"AT RISK: The Landmarks Preservation Commission and Historic Buildings and Neighborhoods Throughout NYC!
Unless YOU act right now, the already miniscule budget of the Landmarks Preservation Commission (LPC) -- the only city agency with the authority to protect New York's historic buildings and neighborhoods -- YOUR NEIGHBORHOOD -- could be cut significantly in the coming weeks.
The City Council, now entering final budget negotiations, must hear from you. Immediately. Email/call/fax your local council member and members of the budget negotiating team TODAY. See contact information below.
Frustrated with the LPC? Their slowness to respond? The ever-quickening pace of development, eating away at the character of our communities? It will only get worse, unless the LPC has the resources it needs to carry out its vital mission. Landmark West! is part of a broad coalition advocating for a $1 million increase in the LPC budget on top of its current budget of just over $4 million -- a modest amount of money that could make a world of difference in the LPC's ability to protect the buildings and neighborhoods that matter to the people of our city. ACT NOW! Contact the Council, and forward this message to friends and colleagues.
Who is your council person? Go to Who Represents Me?"
... if you live in NYC or are concerned and find out who to write to, from the NYPIRG. I worked one summer in the early 1980s on water quality issues for the New York Public Interest Research Group out of a St. James, NY office, canvassing door-to-door selling "Public Citizen" subscriptions ($10 a year) and at the end of the summer we had a treat. At the Riverhead Theater - Pete Seeger and another gentleman gave a concert. It was with great pleasure I later saw the Grammy-award winning folk singer receive the National Medal of Arts from then President Clinton at the Kennedy Center for the Performing Arts in Washington, D.C. He has also been honored by the Rock and Roll Hall of Fame in Cleveland, Ohio and has received other awards.
Sent today:
I have worked within the Landmarks Preservation Commission's guidelines for archaeology on a number of occasions since it first hired an archaeologist, a teacher and associate from Staten Island. Her doctoral thesis, granted from Stony Brook University, was on the archaeology of the Prall Site in Richmondtown, Staten Island, a site in the "Williamsburg" of Staten Island, if you will, once the small "Tory capital" of Staten Island and then colony of New York. After many years of successful compliance that has benefited both the city, its inhabitants (its history and prehistory), I feel that, should its budget receive those recently rumoured cuts, it could result in a mockery of the processes it upholds, under US Federal law, in the United State's first capital, New York City.
I ask that you please keep the LPC budget at least as it is.

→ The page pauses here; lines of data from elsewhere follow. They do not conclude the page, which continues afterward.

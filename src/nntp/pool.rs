//! Connection pool — one straight-line worker task per configured connection
//!
//! Each worker owns its socket and runs the same loop: wait for work, make
//! sure a session is up, select the group, fetch the body, hand the raw
//! article to the decode stage. Failures never kill a worker; transient ones
//! requeue the claim and reconnect under backoff, authoritative missing
//! verdicts route through the queue's failover bookkeeping.

use crate::config::{RetryConfig, ServerConfig};
use crate::error::{NntpError, QueueError};
use crate::model::ClaimedSegment;
use crate::nntp::connection::NntpConnection;
use crate::queue::SegmentQueue;
use crate::retry::Backoff;
use crate::speed_limiter::SpeedLimiter;
use crate::types::{ArchiveId, PoolId, PoolStatus, SegmentKey};
use std::pin::{Pin, pin};
use std::sync::Arc;
use std::sync::atomic::{AtomicUsize, Ordering};
use std::time::Duration;
use tokio::sync::futures::Notified;
use tokio::sync::{mpsc, watch};
use tokio::task::JoinHandle;
use tokio_util::sync::CancellationToken;

/// A fetched article on its way to the decode stage
#[derive(Debug)]
pub struct DecodeJob {
    /// The pool whose connection fetched the article (for requeueing when a
    /// downstream write fails)
    pub pool: PoolId,
    /// The claim this article satisfies
    pub claim: ClaimedSegment,
    /// Raw dot-unstuffed body; empty for placeholders
    pub body: Vec<u8>,
    /// Bytes read off the wire for this fetch
    pub read_bytes: u64,
    /// True when every pool failed the segment and a zero-byte placeholder
    /// must be written instead of decoded data
    pub placeholder: bool,
}

/// Out-of-band escalation from a pool to the coordinator
#[derive(Debug)]
pub enum PoolNotice {
    /// No pool carries the file's group; the archive cannot proceed
    ArchiveUnreachable {
        /// The archive that cannot be served
        archive: ArchiveId,
        /// Segment whose group exhausted every pool
        key: SegmentKey,
        /// The last group tried
        group: String,
    },
}

/// Gauges shared by a pool's workers for status reporting
#[derive(Debug)]
pub struct PoolStats {
    name: String,
    connected: AtomicUsize,
    active: AtomicUsize,
}

impl PoolStats {
    fn new(name: String) -> Self {
        Self {
            name,
            connected: AtomicUsize::new(0),
            active: AtomicUsize::new(0),
        }
    }

    /// Snapshot for status output
    pub fn snapshot(&self) -> PoolStatus {
        PoolStatus {
            name: self.name.clone(),
            active_connections: self.active.load(Ordering::Relaxed),
            connected: self.connected.load(Ordering::Relaxed),
        }
    }
}

/// All worker tasks for one configured server
pub struct ConnectionPool {
    stats: Arc<PoolStats>,
    handles: Vec<JoinHandle<()>>,
}

impl ConnectionPool {
    /// Spawn `server.connections` workers pulling from `queue` as pool `pool`
    #[allow(clippy::too_many_arguments)]
    pub fn spawn(
        pool: PoolId,
        server: ServerConfig,
        retry: RetryConfig,
        queue: SegmentQueue,
        limiter: SpeedLimiter,
        decode_tx: mpsc::Sender<DecodeJob>,
        notice_tx: mpsc::Sender<PoolNotice>,
        pause: watch::Receiver<bool>,
        cancel: CancellationToken,
        active_timeout: Duration,
    ) -> Self {
        let stats = Arc::new(PoolStats::new(server.name.clone()));
        let server = Arc::new(server);
        let server_limiter = server.speed_limit_bps.map(|bps| SpeedLimiter::new(Some(bps)));

        let handles = (0..server.connections)
            .map(|index| {
                let worker = Worker {
                    pool,
                    index,
                    server: Arc::clone(&server),
                    retry: retry.clone(),
                    queue: queue.clone(),
                    limiter: limiter.clone(),
                    server_limiter: server_limiter.clone(),
                    decode_tx: decode_tx.clone(),
                    notice_tx: notice_tx.clone(),
                    pause: pause.clone(),
                    cancel: cancel.clone(),
                    stats: Arc::clone(&stats),
                    active_timeout,
                };
                tokio::spawn(worker.run())
            })
            .collect();

        Self { stats, handles }
    }

    /// Shared gauges for status snapshots
    pub fn stats(&self) -> Arc<PoolStats> {
        Arc::clone(&self.stats)
    }

    /// Wait for every worker to finish (after the cancel token fires)
    pub async fn join(self) {
        for handle in self.handles {
            let _ = handle.await;
        }
    }
}

struct Worker {
    pool: PoolId,
    index: u32,
    server: Arc<ServerConfig>,
    retry: RetryConfig,
    queue: SegmentQueue,
    limiter: SpeedLimiter,
    server_limiter: Option<SpeedLimiter>,
    decode_tx: mpsc::Sender<DecodeJob>,
    notice_tx: mpsc::Sender<PoolNotice>,
    pause: watch::Receiver<bool>,
    cancel: CancellationToken,
    stats: Arc<PoolStats>,
    active_timeout: Duration,
}

impl Worker {
    async fn run(mut self) {
        tracing::debug!(pool = %self.server.name, index = self.index, "connection worker started");
        let mut backoff = Backoff::new(&self.retry);
        let mut conn: Option<NntpConnection> = None;

        loop {
            if self.cancel.is_cancelled() {
                break;
            }
            if !self.wait_unpaused().await {
                break;
            }

            // Register for the queue's nudge before the emptiness check:
            // notify_waiters carries no permit, so a requeue landing between
            // an empty answer and the wait would otherwise be lost.
            let notify = self.queue.work_notify();
            let mut notified = pin!(notify.notified());
            notified.as_mut().enable();

            let claim = match self.queue.get_for_pool(self.pool).await {
                Ok(claim) => claim,
                Err(QueueError::Empty | QueueError::EmptyForPool { .. }) => {
                    if !self.idle_wait(&mut conn, notified).await {
                        break;
                    }
                    continue;
                }
                Err(e) => {
                    tracing::error!(pool = %self.server.name, error = %e, "queue error");
                    break;
                }
            };

            if !self.ensure_connected(&mut conn, &mut backoff, &claim).await {
                break;
            }

            self.stats.active.fetch_add(1, Ordering::Relaxed);
            let keep = self.process_claim(&mut conn, &mut backoff, claim).await;
            self.stats.active.fetch_sub(1, Ordering::Relaxed);
            if !keep {
                break;
            }
        }

        if let Some(c) = conn.take() {
            self.stats.connected.fetch_sub(1, Ordering::Relaxed);
            c.quit().await;
        }
        tracing::debug!(pool = %self.server.name, index = self.index, "connection worker stopped");
    }

    /// Fetch one claimed segment. Returns false when the worker should exit.
    async fn process_claim(
        &self,
        conn_slot: &mut Option<NntpConnection>,
        backoff: &mut Backoff,
        claim: ClaimedSegment,
    ) -> bool {
        if !self.server.skip_group_command {
            let selected = match conn_slot.as_mut() {
                Some(c) => c.select_group(&claim.groups).await,
                None => return true,
            };
            match selected {
                Ok(()) => {}
                Err(NntpError::GroupUnavailable { group, code }) => {
                    tracing::warn!(
                        pool = %self.server.name,
                        segment = %claim.key,
                        group = %group,
                        code,
                        "no usable group on this pool"
                    );
                    return self.handle_missing(claim, Some(group)).await;
                }
                Err(e) => {
                    return self.handle_transient(conn_slot, backoff, claim, e).await;
                }
            }
        }

        let fetched = match conn_slot.as_mut() {
            Some(c) => c.fetch_body(&claim.message_id).await,
            None => return true,
        };
        match fetched {
            Ok((body, read_bytes)) => {
                backoff.reset();
                if let Some(limiter) = &self.server_limiter {
                    limiter.acquire(read_bytes).await;
                }
                tracing::debug!(
                    pool = %self.server.name,
                    segment = %claim.key,
                    read_bytes,
                    "segment fetched"
                );
                self.decode_tx
                    .send(DecodeJob {
                        pool: self.pool,
                        claim,
                        body,
                        read_bytes,
                        placeholder: false,
                    })
                    .await
                    .is_ok()
            }
            Err(NntpError::ArticleMissing { code, .. }) => {
                tracing::warn!(
                    pool = %self.server.name,
                    segment = %claim.key,
                    message_id = %claim.message_id,
                    code,
                    "article missing on this pool"
                );
                self.handle_missing(claim, None).await
            }
            Err(e) => self.handle_transient(conn_slot, backoff, claim, e).await,
        }
    }

    /// Record an authoritative per-pool failure and decide what happens when
    /// no pool remains: a group failure escalates to the coordinator, a
    /// missing article degrades to a zero-byte placeholder.
    async fn handle_missing(&self, claim: ClaimedSegment, missing_group: Option<String>) -> bool {
        match self.queue.requeue_missing(self.pool, &claim).await {
            Ok(()) => true,
            Err(QueueError::PoolsExhausted { key, message_id }) => match missing_group {
                Some(group) => self
                    .notice_tx
                    .send(PoolNotice::ArchiveUnreachable {
                        archive: claim.archive,
                        key,
                        group,
                    })
                    .await
                    .is_ok(),
                None => {
                    tracing::warn!(
                        segment = %key,
                        message_id = %message_id,
                        "article missing on every pool, writing placeholder"
                    );
                    self.decode_tx
                        .send(DecodeJob {
                            pool: self.pool,
                            claim,
                            body: Vec::new(),
                            read_bytes: 0,
                            placeholder: true,
                        })
                        .await
                        .is_ok()
                }
            },
            Err(_) => true,
        }
    }

    /// Requeue the claim, drop the session, and sleep out the backoff.
    /// Returns false when canceled during the sleep.
    async fn handle_transient(
        &self,
        conn_slot: &mut Option<NntpConnection>,
        backoff: &mut Backoff,
        claim: ClaimedSegment,
        error: NntpError,
    ) -> bool {
        tracing::warn!(
            pool = %self.server.name,
            segment = %claim.key,
            error = %error,
            "fetch failed, requeueing and reconnecting"
        );
        self.queue.requeue(self.pool, &claim).await;
        if conn_slot.take().is_some() {
            self.stats.connected.fetch_sub(1, Ordering::Relaxed);
        }
        let delay = backoff.next_delay();
        tokio::select! {
            _ = self.cancel.cancelled() => false,
            _ = tokio::time::sleep(delay) => true,
        }
    }

    /// Make sure a session exists, reconnecting under backoff forever.
    ///
    /// Returns false only on cancellation; the claim is returned to the queue
    /// in that case.
    async fn ensure_connected(
        &self,
        conn: &mut Option<NntpConnection>,
        backoff: &mut Backoff,
        claim: &ClaimedSegment,
    ) -> bool {
        while conn.is_none() {
            match NntpConnection::connect(&self.server, self.limiter.clone(), self.active_timeout)
                .await
            {
                Ok(new_conn) => {
                    tracing::info!(
                        pool = %self.server.name,
                        index = self.index,
                        host = %self.server.host,
                        "connected"
                    );
                    self.stats.connected.fetch_add(1, Ordering::Relaxed);
                    *conn = Some(new_conn);
                }
                Err(e) => {
                    let delay = backoff.next_delay();
                    tracing::warn!(
                        pool = %self.server.name,
                        index = self.index,
                        error = %e,
                        delay_ms = delay.as_millis() as u64,
                        "connect failed, backing off"
                    );
                    tokio::select! {
                        _ = self.cancel.cancelled() => {
                            self.queue.requeue(self.pool, claim).await;
                            return false;
                        }
                        _ = tokio::time::sleep(delay) => {}
                    }
                }
            }
        }
        true
    }

    /// Block while the coordinator holds the global pause (disk full or user
    /// pause). Returns false when the pause channel is gone or we're canceled.
    async fn wait_unpaused(&mut self) -> bool {
        tokio::select! {
            _ = self.cancel.cancelled() => false,
            result = self.pause.wait_for(|paused| !*paused) => result.is_ok(),
        }
    }

    /// Nothing claimable right now: sleep until the queue stirs, pinging the
    /// server if idleness approaches the server-side cutoff.
    ///
    /// `notified` must have been enabled before the queue reported empty.
    async fn idle_wait(
        &self,
        conn: &mut Option<NntpConnection>,
        notified: Pin<&mut Notified<'_>>,
    ) -> bool {
        let anti_idle = Duration::from_secs(self.server.anti_idle_secs.max(1));
        tokio::select! {
            _ = self.cancel.cancelled() => false,
            _ = notified => true,
            _ = tokio::time::sleep(anti_idle) => {
                if let Some(c) = conn.as_mut()
                    && let Err(e) = c.anti_idle().await
                {
                    tracing::debug!(
                        pool = %self.server.name,
                        error = %e,
                        "anti-idle ping failed, dropping session"
                    );
                    if conn.take().is_some() {
                        self.stats.connected.fetch_sub(1, Ordering::Relaxed);
                    }
                }
                true
            }
        }
    }
}
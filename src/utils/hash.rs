// src/utils/hash.rs

use crate::error::AppError;
use argon2::{
    Argon2,
    password_hash::{PasswordHash, PasswordHasher, PasswordVerifier, SaltString, rand_core::OsRng},
};

/// Hashes a plaintext password with Argon2 and a fresh random salt.
pub fn hash_password(password: &str) -> Result<String, AppError> {
    let salt = SaltString::generate(&mut OsRng);

    let hash = Argon2::default()
        .hash_password(password.as_bytes(), &salt)
        .map_err(|e| AppError::InternalServerError(e.to_string()))?;

    Ok(hash.to_string())
}

/// Checks a plaintext password against a stored PHC-format hash.
/// A mismatch is Ok(false); only a malformed hash is an error.
pub fn verify_password(password: &str, password_hash: &str) -> Result<bool, AppError> {
    let parsed = PasswordHash::new(password_hash)
        .map_err(|e| AppError::InternalServerError(e.to_string()))?;

    Ok(Argon2::default()
        .verify_password(password.as_bytes(), &parsed)
        .is_ok())
}
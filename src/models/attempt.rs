// src/models/attempt.rs

use serde::{Deserialize, Serialize};
use sqlx::FromRow;
use std::collections::HashMap;

/// Represents the 'attempts' table in the database.
/// UNIQUE (quiz_id, user_id) caps each user at one attempt per quiz.
#[derive(Debug, Clone, FromRow, Serialize, Deserialize)]
pub struct Attempt {
    pub id: i64,
    pub quiz_id: i64,
    pub user_id: i64,
    pub score: i32,
    /// Number of questions at the time the attempt started.
    pub total: i32,
    pub started_at: chrono::DateTime<chrono::Utc>,
    pub finished_at: Option<chrono::DateTime<chrono::Utc>>,
}

/// Attempt joined with quiz title/code for the dashboard.
#[derive(Debug, Serialize, FromRow)]
pub struct MyAttempt {
    pub id: i64,
    pub quiz_title: String,
    pub quiz_code: String,
    pub score: i32,
    pub total: i32,
    pub started_at: chrono::DateTime<chrono::Utc>,
    pub finished_at: Option<chrono::DateTime<chrono::Utc>>,
}

/// DTO for joining a quiz by code.
#[derive(Debug, Deserialize)]
pub struct JoinRequest {
    pub code: String,
}

/// DTO for submitting answers.
///
/// Key: Question ID. Value: selected Option ID.
/// Unanswered questions are simply absent from the map.
#[derive(Debug, Deserialize)]
pub struct SubmitRequest {
    pub answers: HashMap<i64, i64>,
}

/// Result payload returned right after submission.
#[derive(Debug, Serialize)]
pub struct SubmitResult {
    pub score: i32,
    pub total: i32,
    /// 1-based rank among all attempts on the quiz (strictly-greater
    /// scores rank above; equal scores share a rank).
    pub rank: i64,
    pub total_attempts: i64,
}
use crate::config::Config;
use axum::extract::FromRef;
use sqlx::PgPool;

#[derive(Clone)]
pub struct AppState {
    pub pool: PgPool,
    pub config: Config,
    /// Shared HTTP client for the Google token exchange.
    pub http: reqwest::Client,
}

impl FromRef<AppState> for PgPool {
    fn from_ref(state: &AppState) -> Self {
        state.pool.clone()
    }
}

impl FromRef<AppState> for Config {
    fn from_ref(state: &AppState) -> Self {
        state.config.clone()
    }
}

impl FromRef<AppState> for reqwest::Client {
    fn from_ref(state: &AppState) -> Self {
        state.http.clone()
    }
}
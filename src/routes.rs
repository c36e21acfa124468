// src/routes.rs

use axum::{
    Router, http::Method, middleware,
    routing::{get, post},
};
use tower_http::{cors::CorsLayer, trace::TraceLayer};

use crate::{
    handlers::{attempt, auth, oauth, quiz},
    state::AppState,
    utils::jwt::auth_middleware,
};

/// Assembles the main application router.
///
/// * Merges all sub-routers (auth, quizzes, dashboard).
/// * Applies global middleware (Trace, CORS).
/// * Injects global state (pool, config, HTTP client).
pub fn create_router(state: AppState) -> Router {
    let origins = [
        "http://localhost:3000".parse().unwrap(),
        "http://127.0.0.1:3000".parse().unwrap(),
    ];

    let cors = CorsLayer::new()
        .allow_origin(origins)
        .allow_methods([Method::GET, Method::POST, Method::PUT, Method::DELETE])
        .allow_headers([
            axum::http::header::AUTHORIZATION,
            axum::http::header::CONTENT_TYPE,
        ]);

    let auth_routes = Router::new()
        .route("/register", post(auth::register))
        .route("/login", post(auth::login))
        .route("/google", get(oauth::google_login))
        .route("/google/callback", get(oauth::google_callback))
        // Protected profile route
        .merge(
            Router::new().route("/me", get(auth::me)).layer(
                middleware::from_fn_with_state(state.clone(), auth_middleware),
            ),
        );

    let quiz_routes = Router::new()
        .route("/", post(quiz::create_quiz))
        .route("/join", post(attempt::join_quiz))
        .route(
            "/{code}",
            get(quiz::quiz_detail)
                .put(quiz::update_quiz)
                .delete(quiz::delete_quiz),
        )
        .route("/{code}/take", get(attempt::take_quiz))
        .route("/{code}/start", post(attempt::start_quiz))
        .route("/{code}/submit", post(attempt::submit_quiz))
        .layer(middleware::from_fn_with_state(
            state.clone(),
            auth_middleware,
        ));

    let dashboard_routes = Router::new()
        .route("/", get(quiz::dashboard))
        .layer(middleware::from_fn_with_state(
            state.clone(),
            auth_middleware,
        ));

    Router::new()
        .nest("/api/auth", auth_routes)
        .nest("/api/quizzes", quiz_routes)
        .nest("/api/dashboard", dashboard_routes)
        // Global Middleware (applied from outside in)
        .layer(TraceLayer::new_for_http())
        .layer(cors)
        .with_state(state)
}
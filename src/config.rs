// src/config.rs

use dotenvy::dotenv;
use std::env;

#[derive(Debug, Clone)]
pub struct Config {
    pub database_url: String,
    pub jwt_secret: String,
    /// Token lifetime in seconds.
    pub jwt_expiration: u64,
    pub rust_log: String,

    /// Google OAuth settings. All three must be set for the Google
    /// sign-in routes to work; otherwise they respond with an error.
    pub google_client_id: Option<String>,
    pub google_client_secret: Option<String>,
    pub google_redirect_url: Option<String>,
}

impl Config {
    pub fn from_env() -> Self {
        dotenv().ok();

        let database_url = env::var("DATABASE_URL").expect("DATABASE_URL must be set");

        let jwt_secret = env::var("JWT_SECRET").expect("JWT_SECRET must be set");

        let jwt_expiration = env::var("JWT_EXPIRATION")
            .ok()
            .and_then(|v| v.parse().ok())
            .unwrap_or(86400);

        let rust_log = env::var("RUST_LOG").unwrap_or_else(|_| "info".to_string());

        Self {
            database_url,
            jwt_secret,
            jwt_expiration,
            rust_log,
            google_client_id: env::var("GOOGLE_CLIENT_ID").ok(),
            google_client_secret: env::var("GOOGLE_CLIENT_SECRET").ok(),
            google_redirect_url: env::var("GOOGLE_REDIRECT_URL").ok(),
        }
    }

    /// True when every Google OAuth variable is present.
    pub fn google_enabled(&self) -> bool {
        self.google_client_id.is_some()
            && self.google_client_secret.is_some()
            && self.google_redirect_url.is_some()
    }
}
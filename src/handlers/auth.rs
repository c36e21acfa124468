// src/handlers/auth.rs

use axum::{Extension, Json, extract::State, http::StatusCode, response::IntoResponse};
use serde_json::json;
use sqlx::PgPool;
use validator::Validate;

use crate::{
    config::Config,
    error::{AppError, is_unique_violation},
    models::user::{LoginRequest, MeResponse, RegisterRequest, User},
    utils::{
        hash::{hash_password, verify_password},
        jwt::{Claims, sign_jwt},
    },
};

/// Registers a new user with a local password.
///
/// Hashes the password using Argon2 before storing it.
/// Returns 201 Created and the user object (excluding the hash).
pub async fn register(
    State(pool): State<PgPool>,
    Json(payload): Json<RegisterRequest>,
) -> Result<impl IntoResponse, AppError> {
    if let Err(validation_errors) = payload.validate() {
        return Err(AppError::BadRequest(validation_errors.to_string()));
    }

    let hashed_password = hash_password(&payload.password)?;

    let user = sqlx::query_as::<_, User>(
        r#"
        INSERT INTO users (name, email, password)
        VALUES ($1, $2, $3)
        RETURNING id, name, email, password, google_id, picture, created_at
        "#,
    )
    .bind(&payload.name)
    .bind(&payload.email)
    .bind(&hashed_password)
    .fetch_one(&pool)
    .await
    .map_err(|e| {
        if is_unique_violation(&e) {
            AppError::Conflict(format!("Email '{}' is already registered", payload.email))
        } else {
            tracing::error!("Failed to register user: {:?}", e);
            AppError::from(e)
        }
    })?;

    Ok((StatusCode::CREATED, Json(user)))
}

/// Authenticates a user and returns a JWT token.
///
/// Accounts created through Google sign-in have no local password and
/// cannot log in this way.
pub async fn login(
    State(pool): State<PgPool>,
    State(config): State<Config>,
    Json(payload): Json<LoginRequest>,
) -> Result<impl IntoResponse, AppError> {
    if let Err(validation_errors) = payload.validate() {
        return Err(AppError::BadRequest(validation_errors.to_string()));
    }

    let user = sqlx::query_as::<_, User>(
        r#"
        SELECT id, name, email, password, google_id, picture, created_at
        FROM users
        WHERE email = $1
        "#,
    )
    .bind(&payload.email)
    .fetch_optional(&pool)
    .await
    .map_err(|e| {
        tracing::error!("Login DB error: {:?}", e);
        AppError::InternalServerError(e.to_string())
    })?;

    let user = user.ok_or(AppError::AuthError("Invalid email or password".to_string()))?;

    let stored_hash = user
        .password
        .as_deref()
        .ok_or(AppError::AuthError("This account uses Google sign-in".to_string()))?;

    if !verify_password(&payload.password, stored_hash)? {
        return Err(AppError::AuthError("Invalid email or password".to_string()));
    }

    let token = sign_jwt(user.id, &config.jwt_secret, config.jwt_expiration)?;

    Ok(Json(json!({
        "token": token,
        "type": "Bearer",
        "user": user,
    })))
}

/// Get current user's profile and statistics.
pub async fn me(
    State(pool): State<PgPool>,
    Extension(claims): Extension<Claims>,
) -> Result<impl IntoResponse, AppError> {
    let user_id = claims.user_id()?;

    // Subquery counts are cheap given the indexes on creator_id/user_id.
    let me = sqlx::query_as::<_, MeRow>(
        r#"
        SELECT
            u.id, u.name, u.email, u.picture, u.created_at,
            (SELECT COUNT(*) FROM quizzes WHERE creator_id = u.id) AS quizzes_count,
            (SELECT COUNT(*) FROM attempts WHERE user_id = u.id) AS attempts_count
        FROM users u
        WHERE u.id = $1
        "#,
    )
    .bind(user_id)
    .fetch_optional(&pool)
    .await?
    .ok_or(AppError::NotFound("User not found".to_string()))?;

    Ok(Json(MeResponse {
        id: me.id,
        name: me.name,
        email: me.email,
        picture: me.picture,
        created_at: me.created_at,
        quizzes_count: me.quizzes_count,
        attempts_count: me.attempts_count,
    }))
}

#[derive(sqlx::FromRow)]
struct MeRow {
    id: i64,
    name: String,
    email: String,
    picture: Option<String>,
    created_at: Option<chrono::DateTime<chrono::Utc>>,
    quizzes_count: i64,
    attempts_count: i64,
}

I would suggest as others have, such as Landmarks West!, that since it now collects fees and is being asked to administer issues greater in number and larger in size, scope, and funds involved, that the budget be increased by $1 million, so as to keep up with the growing concerns and expectancies of the city's populace for preservation and due process in an often, what have been contentious and litigious issues mediated by the commission's dedicated staff and friends.